### PROVIDED DATA
//! Authentication Middleware
//! Mission: Gate admin endpoints behind bearer-token validation

use crate::auth::jwt::JwtHandler;
use crate::error::EngineError;
use axum::{
    extract::{Request, State},
    middleware::Next,
    response::Response,
};
use std::sync::Arc;

/// Validates the Authorization header and attaches the caller's claims to
/// the request. Rejection here is the 401 half of the auth story; the
/// allow-list (403) is checked in the admin handlers.
pub async fn auth_middleware(
    State(jwt_handler): State<Arc<JwtHandler>>,
    mut req: Request,
    next: Next,
) -> Result<Response, EngineError> {
    let token = req
        .headers()
        .get("Authorization")
        .and_then(|h| h.to_str().ok())
        .and_then(|s| s.strip_prefix("Bearer "))
        .map(|t| t.to_string())
        .ok_or_else(|| {
            EngineError::Authentication("missing or invalid Bearer token".to_string())
        })?;

    let claims = jwt_handler
        .validate_token(&token)
        .map_err(|_| EngineError::Authentication("invalid or expired token".to_string()))?;

    req.extensions_mut().insert(claims);

    Ok(next.run(req).await)
}

#[cfg(test)]
mod tests {
    use super::*;
    use crate::auth::jwt::Claims;
    use axum::{body::Body, http::Request as HttpRequest};

    #[test]
    fn test_claims_retrievable_from_extensions() {
        let mut req = HttpRequest::new(Body::empty());
        assert!(req.extensions().get::<Claims>().is_none());

        let claims = Claims {
            sub: "admin@example.com".to_string(),
            email: "admin@example.com".to_string(),
            exp: 4_102_444_800, // 2100-01-01
        };
        req.extensions_mut().insert(claims);

        let stored = req.extensions().get::<Claims>().unwrap();
        assert_eq!(stored.email, "admin@example.com");
    }
}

### WHAT YOU ARE ASKED TO DO
Each entry above is to be set down again in exactly the same words.

### YOUR RESPONSE
//! Authentication Middleware
//! Mission: Gate admin endpoints behind bearer-token validation

use crate::auth::jwt::JwtHandler;
use crate::error::EngineError;
use axum::{
    extract::{Request, State},
    middleware::Next,
    response::Response,
};
use std::sync::Arc;

/// Validates the Authorization header and attaches the caller's claims to
/// the request. Rejection here is the 401 half of the auth story; the
/// allow-list (403) is checked in the admin handlers.
pub async fn auth_middleware(
    State(jwt_handler): State<Arc<JwtHandler>>,
    mut req: Request,
    next: Next,
) -> Result<Response, EngineError> {
    let token = req
        .headers()
        .get("Authorization")
        .and_then(|h| h.to_str().ok())
        .and_then(|s| s.strip_prefix("Bearer "))
        .map(|t| t.to_string())
        .ok_or_else(|| {
            EngineError::Authentication("missing or invalid Bearer token".to_string())
        })?;

    let claims = jwt_handler
        .validate_token(&token)
        .map_err(|_| EngineError::Authentication("invalid or expired token".to_string()))?;

    req.extensions_mut().insert(claims);

    Ok(next.run(req).await)
}

#[cfg(test)]
mod tests {
    use super::*;
    use crate::auth::jwt::Claims;
    use axum::{body::Body, http::Request as HttpRequest};

    #[test]
    fn test_claims_retrievable_from_extensions() {
        let mut req = HttpRequest::new(Body::empty());
        assert!(req.extensions().get::<Claims>().is_none());

        let claims = Claims {
            sub: "admin@example.com".to_string(),
            email: "admin@example.com".to_string(),
            exp: 4_102_444_800, // 2100-01-01
        };
        req.extensions_mut().insert(claims);

        let stored = req.extensions().get::<Claims>().unwrap();
        assert_eq!(stored.email, "admin@example.com");
    }
}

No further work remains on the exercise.